Je me ranime en étreignant le corps tiède qui s’adapte au mien, qui plie quand je plie, le corps aimé, si charnu dans sa fuyante minceur que, nulle part, je ne trouve son armature résistante…

— Ah ! Claudine, vous serrez si fort !… Oui, je vous assure que sa froideur conjugale, sa jalousie outrageuse peuvent tout excuser…

(Elle parle de son mari ? Je n’écoutais pas… Et qu’a-t-elle besoin d’excuses ? Ce mot sonne mal ici. D’un baiser, j’endigue le flot de ses douces paroles … pour quelques secondes).

— … Vous, vous, Claudine, je vous jure que personne ne m’a fait souffrir comme vous le tourment d’attendre. Tant de semaines perdues, mon amour ! Songez que c’est le printemps, bientôt, et que chaque jour nous rapproche des villégiatures qui séparent…

— Je te défends de partir !

— Oui, défends-moi quelque chose ! supplie-t-elle, invinciblement tendre, nouée à moi. Gronde-moi, ne me quitte pas, je ne veux voir que toi…, et Renaud.

— Ah ! Renaud trouve grâce ?

— Oui, parce qu’il est bon, parce qu’il a l’âme femme, parce qu’il comprend et protège notre solitude… Claudine, je ne sens pas de honte devant Renaud, est-ce bizarre !

(Bizarre en effet, et j’envie Rézi. Moi, j’ai honte. Non ce n’est pas le mot tout à fait qu’il faut, j’ai plutôt… j’ai un peu… scandale. C’est cela, mon mari me scandalise).

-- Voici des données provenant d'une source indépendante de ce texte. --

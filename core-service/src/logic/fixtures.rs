//! Shared test fixtures built on the sample artifacts in `artifacts/`.

use super::config::EngineConfig;
use super::features::FeatureRecord;
use super::model::{Artifacts, ModelArtifact, RiskEngine};

pub const MODEL_JSON: &str = include_str!("../../../artifacts/model.json");
pub const COLUMNS_JSON: &str = include_str!("../../../artifacts/columns.json");

pub fn sample_columns() -> Vec<String> {
    serde_json::from_str(COLUMNS_JSON).unwrap()
}

pub fn sample_model() -> ModelArtifact {
    serde_json::from_str(MODEL_JSON).unwrap()
}

pub fn sample_artifacts() -> Artifacts {
    Artifacts::from_parts(sample_model(), sample_columns()).unwrap()
}

pub fn sample_engine() -> RiskEngine {
    RiskEngine::new(sample_artifacts(), EngineConfig::default()).unwrap()
}

/// The 63-year-old male from the classic Cleveland example row
pub fn sample_record() -> FeatureRecord {
    record_with(&[])
}

/// Sample record with some fields overridden
pub fn record_with(overrides: &[(&str, super::features::FieldValue)]) -> FeatureRecord {
    let mut pairs: Vec<(&str, super::features::FieldValue)> = vec![
        ("age", 63.0.into()),
        ("sex", "Male".into()),
        ("chest_pain_type", "Typical Angina".into()),
        ("resting_blood_pressure", 145.0.into()),
        ("cholesterol", 233.0.into()),
        ("fasting_blood_sugar", "Yes".into()),
        ("rest_ecg", "Normal".into()),
        ("max_heart_rate", 150.0.into()),
        ("exercise_induced_angina", "No".into()),
        ("oldpeak", 2.3.into()),
        ("slope", "Down".into()),
    ];
    for (name, value) in overrides {
        if let Some(slot) = pairs.iter_mut().find(|(n, _)| *n == *name) {
            slot.1 = value.clone();
        }
    }
    FeatureRecord::from_pairs(pairs).unwrap()
}
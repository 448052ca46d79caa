//! Features Module - Input Schema & Encoding
//!
//! Raw form input is validated into a [`FeatureRecord`], then encoded into a
//! [`FeatureVector`] following the column artifact's ordering.

pub mod layout;
pub mod record;
pub mod vector;


// Re-export common types
pub use layout::{FieldKind, FieldSpec, LayoutInfo, FIELD_COUNT, SCHEMA, SCHEMA_VERSION};
pub use record::{FeatureRecord, FieldValue};
pub use vector::{ColumnLayout, ColumnSource, FeatureVector};
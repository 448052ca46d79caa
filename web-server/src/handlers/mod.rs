//! HTTP handlers

pub mod health;
pub mod status;
pub mod predict;
pub mod history;

use cardio_core::{HistoryStore, RiskEngine};

use crate::{AppError, AppResult, AppState};

/// Run `f` against the engine and the locked history on the blocking pool.
/// The lock is held for the whole call so writers apply in order.
pub async fn with_history<T, F>(state: &AppState, f: F) -> AppResult<T>
where
    F: FnOnce(&RiskEngine, &mut dyn HistoryStore) -> AppResult<T> + Send + 'static,
    T: Send + 'static,
{
    let engine = state.engine.clone();
    let history = state.history.clone();

    tokio::task::spawn_blocking(move || {
        let mut history = history.lock();
        f(&engine, &mut **history)
    })
    .await
    .map_err(|e| AppError::InternalError(format!("history task failed: {}", e)))?
}
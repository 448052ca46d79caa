use std::path::Path;
use std::sync::Arc;

use axum::{
    body::Body,
    http::{header, Method, Request, StatusCode},
    Router,
};
use parking_lot::Mutex;
use serde_json::{json, Value};
use tower::ServiceExt;

use cardio_core::{EngineConfig, HistoryStore, MemoryHistory, RiskEngine};

use crate::{create_router, AppState};

type SharedHistory = Arc<Mutex<Box<dyn HistoryStore>>>;

fn test_app() -> (Router, SharedHistory) {
    let artifacts = Path::new(env!("CARGO_MANIFEST_DIR")).join("../artifacts");
    let engine = RiskEngine::load(
        &artifacts.join("model.json"),
        &artifacts.join("columns.json"),
        EngineConfig::default(),
    )
    .unwrap();

    let history: SharedHistory = Arc::new(Mutex::new(Box::new(MemoryHistory::new())));
    let state = AppState {
        engine: Arc::new(engine),
        history: history.clone(),
    };
    (create_router(state), history)
}

fn sample_body() -> Value {
    json!({
        "age": 63,
        "sex": "Male",
        "chest_pain_type": "Typical Angina",
        "resting_blood_pressure": 145,
        "cholesterol": 233,
        "fasting_blood_sugar": "Yes",
        "rest_ecg": "Normal",
        "max_heart_rate": 150,
        "exercise_induced_angina": "No",
        "oldpeak": 2.3,
        "slope": "Down"
    })
}

async fn send(app: &Router, method: Method, uri: &str, body: Option<Value>) -> (StatusCode, Value) {
    let builder = Request::builder().method(method).uri(uri);
    let request = match body {
        Some(body) => builder
            .header(header::CONTENT_TYPE, "application/json")
            .body(Body::from(body.to_string()))
            .unwrap(),
        None => builder.body(Body::empty()).unwrap(),
    };

    let response = app.clone().oneshot(request).await.unwrap();
    let status = response.status();
    let bytes = axum::body::to_bytes(response.into_body(), usize::MAX).await.unwrap();
    let value = if bytes.is_empty() {
        Value::Null
    } else {
        serde_json::from_slice(&bytes).unwrap_or(Value::Null)
    };
    (status, value)
}

#[tokio::test]
async fn test_health() {
    let (app, _) = test_app();
    let (status, body) = send(&app, Method::GET, "/health", None).await;
    assert_eq!(status, StatusCode::OK);
    assert_eq!(body["status"], "healthy");
}

#[tokio::test]
async fn test_schema_lists_fields() {
    let (app, _) = test_app();
    let (status, body) = send(&app, Method::GET, "/api/v1/schema", None).await;

    assert_eq!(status, StatusCode::OK);
    assert_eq!(body["field_count"], 11);
    assert_eq!(body["fields"][0]["name"], "age");
    assert_eq!(body["fields"][0]["kind"], "number");
    assert_eq!(body["fields"][1]["options"][1]["slug"], "male");
}

#[tokio::test]
async fn test_predict_appends_one_entry() {
    let (app, history) = test_app();

    let (status, body) = send(&app, Method::POST, "/api/v1/predict", Some(sample_body())).await;

    assert_eq!(status, StatusCode::OK);
    assert_eq!(body["percent"], 58.9);
    assert_eq!(body["prediction"]["label"], "risk");
    assert_eq!(body["top_factors"].as_array().unwrap().len(), 5);
    assert_eq!(body["explanation"]["contributions"].as_array().unwrap().len(), 11);
    assert!(!body["tips"].as_array().unwrap().is_empty());
    assert!(body["tips_fallback"].is_null());
    assert_eq!(body["population"][1]["feature"], "cholesterol");
    assert_eq!(body["entry"]["explained"], true);

    assert_eq!(history.lock().len().unwrap(), 1);
}

#[tokio::test]
async fn test_predict_rejects_out_of_range() {
    let (app, history) = test_app();
    let mut body = sample_body();
    body["age"] = json!(150);

    let (status, body) = send(&app, Method::POST, "/api/v1/predict", Some(body)).await;

    assert_eq!(status, StatusCode::BAD_REQUEST);
    assert_eq!(body["status"], 400);
    assert!(body["error"].as_str().unwrap().contains("age"));
    assert!(history.lock().is_empty().unwrap());
}

#[tokio::test]
async fn test_predict_rejects_missing_field() {
    let (app, history) = test_app();
    let mut body = sample_body();
    body.as_object_mut().unwrap().remove("slope");

    let (status, _) = send(&app, Method::POST, "/api/v1/predict", Some(body)).await;

    assert_eq!(status, StatusCode::BAD_REQUEST);
    assert!(history.lock().is_empty().unwrap());
}

#[tokio::test]
async fn test_predict_rejects_malformed_json() {
    let (app, _) = test_app();
    let request = Request::builder()
        .method(Method::POST)
        .uri("/api/v1/predict")
        .header(header::CONTENT_TYPE, "application/json")
        .body(Body::from("{\"age\": "))
        .unwrap();

    let response = app.oneshot(request).await.unwrap();
    assert_eq!(response.status(), StatusCode::BAD_REQUEST);
}

#[tokio::test]
async fn test_history_list_and_delete() {
    let (app, _) = test_app();
    for age in [40, 50, 60] {
        let mut body = sample_body();
        body["age"] = json!(age);
        send(&app, Method::POST, "/api/v1/predict", Some(body)).await;
    }

    let (status, list) = send(&app, Method::GET, "/api/v1/history", None).await;
    assert_eq!(status, StatusCode::OK);
    assert_eq!(list["total"], 3);
    assert_eq!(list["items"][2]["index"], 2);
    assert_eq!(list["items"][2]["record"]["age"], 60.0);
    assert_eq!(list["items"][0]["current_layout"], true);

    let (status, body) = send(&app, Method::DELETE, "/api/v1/history/1", None).await;
    assert_eq!(status, StatusCode::OK);
    assert_eq!(body["remaining"], 2);

    let (_, list) = send(&app, Method::GET, "/api/v1/history", None).await;
    assert_eq!(list["items"][1]["record"]["age"], 60.0);
}

#[tokio::test]
async fn test_delete_out_of_range_is_not_found() {
    let (app, history) = test_app();
    send(&app, Method::POST, "/api/v1/predict", Some(sample_body())).await;

    let (status, body) = send(&app, Method::DELETE, "/api/v1/history/5", None).await;

    assert_eq!(status, StatusCode::NOT_FOUND);
    assert_eq!(body["status"], 404);
    assert_eq!(history.lock().len().unwrap(), 1);
}

#[tokio::test]
async fn test_delete_invalid_index_is_json_not_found() {
    let (app, history) = test_app();
    send(&app, Method::POST, "/api/v1/predict", Some(sample_body())).await;

    for uri in ["/api/v1/history/-1", "/api/v1/history/first"] {
        let (status, body) = send(&app, Method::DELETE, uri, None).await;

        assert_eq!(status, StatusCode::NOT_FOUND, "{}", uri);
        assert_eq!(body["status"], 404);
        assert!(body["error"].as_str().unwrap().contains("invalid history index"));
    }
    assert_eq!(history.lock().len().unwrap(), 1);
}

#[tokio::test(flavor = "multi_thread", worker_threads = 2)]
async fn test_concurrent_predictions_all_stored() {
    let (app, history) = test_app();

    let (a, b, c, d) = tokio::join!(
        send(&app, Method::POST, "/api/v1/predict", Some(sample_body())),
        send(&app, Method::POST, "/api/v1/predict", Some(sample_body())),
        send(&app, Method::POST, "/api/v1/predict", Some(sample_body())),
        send(&app, Method::POST, "/api/v1/predict", Some(sample_body())),
    );

    for (status, _) in [a, b, c, d] {
        assert_eq!(status, StatusCode::OK);
    }

    let entries = history.lock().list().unwrap();
    assert_eq!(entries.len(), 4);
    let mut ids: Vec<_> = entries.iter().map(|e| e.id).collect();
    ids.sort();
    ids.dedup();
    assert_eq!(ids.len(), 4);
}

#[tokio::test]
async fn test_delete_selected() {
    let (app, history) = test_app();
    for _ in 0..3 {
        send(&app, Method::POST, "/api/v1/predict", Some(sample_body())).await;
    }

    let (status, _) = send(&app, Method::POST, "/api/v1/history/delete", Some(json!({ "indices": [] }))).await;
    assert_eq!(status, StatusCode::BAD_REQUEST);

    let (status, _) = send(&app, Method::POST, "/api/v1/history/delete", Some(json!({ "indices": [0, 9] }))).await;
    assert_eq!(status, StatusCode::NOT_FOUND);
    assert_eq!(history.lock().len().unwrap(), 3);

    let (status, body) =
        send(&app, Method::POST, "/api/v1/history/delete", Some(json!({ "indices": [0, 2] }))).await;
    assert_eq!(status, StatusCode::OK);
    assert_eq!(body["deleted"], 2);
    assert_eq!(body["remaining"], 1);
}

#[tokio::test]
async fn test_what_if_does_not_store() {
    let (app, history) = test_app();
    let request = json!({
        "record": sample_body(),
        "resting_blood_pressure": 120
    });

    let (status, body) = send(&app, Method::POST, "/api/v1/what-if", Some(request)).await;

    assert_eq!(status, StatusCode::OK);
    assert_eq!(body["baseline"]["label"], "risk");
    assert_eq!(body["adjusted"]["label"], "no_risk");
    assert!(body["delta"].as_f64().unwrap() < 0.0);
    assert!(history.lock().is_empty().unwrap());
}

#[tokio::test]
async fn test_what_if_validates_adjustments() {
    let (app, _) = test_app();
    let request = json!({
        "record": sample_body(),
        "cholesterol": 700
    });

    let (status, _) = send(&app, Method::POST, "/api/v1/what-if", Some(request)).await;
    assert_eq!(status, StatusCode::BAD_REQUEST);
}

#[tokio::test]
async fn test_status_counts_predictions() {
    let (app, _) = test_app();
    send(&app, Method::POST, "/api/v1/predict", Some(sample_body())).await;

    let (status, body) = send(&app, Method::GET, "/api/v1/status", None).await;

    assert_eq!(status, StatusCode::OK);
    assert_eq!(body["model_loaded"], true);
    assert_eq!(body["model"]["trees"], 3);
    assert_eq!(body["threshold"], 0.5);
    assert_eq!(body["inference_count"], 1);
}
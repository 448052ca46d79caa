//! Engine status and schema handlers

use axum::{extract::State, Json};

use cardio_core::{EngineStatus, LayoutInfo};

use crate::AppState;

/// Model metadata, threshold and inference counters
pub async fn status(State(state): State<AppState>) -> Json<EngineStatus> {
    Json(state.engine.status())
}

/// Feature schema for form rendering
pub async fn schema() -> Json<LayoutInfo> {
    Json(LayoutInfo::current())
}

— … Et puis, chérie, c’est égal, achève-t-elle soulevée sur un coude, nous vivons là, à nous trois, un petit chapitre pas ordinaire !

« Pas ordinaire ! un petit chapitre ! » Cette bavarde ! Si je baise sa bouche, un peu cruellement, ne devine-t-elle pas pourquoi ? Je voudrais, de mes dents, couper sa langue pointue ; je voudrais aimer Rézi muette, docile, parfaite en son silence illuminé seulement de regards et de gestes…

Je m’abîme dans mon baiser, les narines éventées du petit souffle pressé de mon amie… La nuit se fait ; mais je soutiens la tête de Rézi dans mes deux mains comme un fruit, et je froisse ses cheveux, si fins qu’à les toucher je devinerais leur nuance…

— Claudine, je suis sûre qu’il est sept heures !

Elle bondit, court à l’électricité et nous inonde de lumière.

Esseulée et frileuse, je me love à la place tiède, pour garder un peu plus longtemps la chaleur de Rézi et m’imprégner de son odeur blonde. J’ai le temps, moi. Mon mari m’attend, sans inquiétude… au contraire !

Éblouie, elle tourne un instant sans trouver ses lingeries éparses. Elle se penche, pour une fourche d’écaille égarée, se relève, et sa chemise glisse à terre. Sans embarras, elle renoue sa chevelure, avec cette prestesse voilée de grâce qui m’amuse et me charme. Au creux des bras levés, au bas du jeune ventre, mousse un or si pâle que, dans la lumière, ma Rézi semble aussi nue qu’une statue. Mais quelle statue oserait cette croupe élastique, si hardie après la gracilité du torse ?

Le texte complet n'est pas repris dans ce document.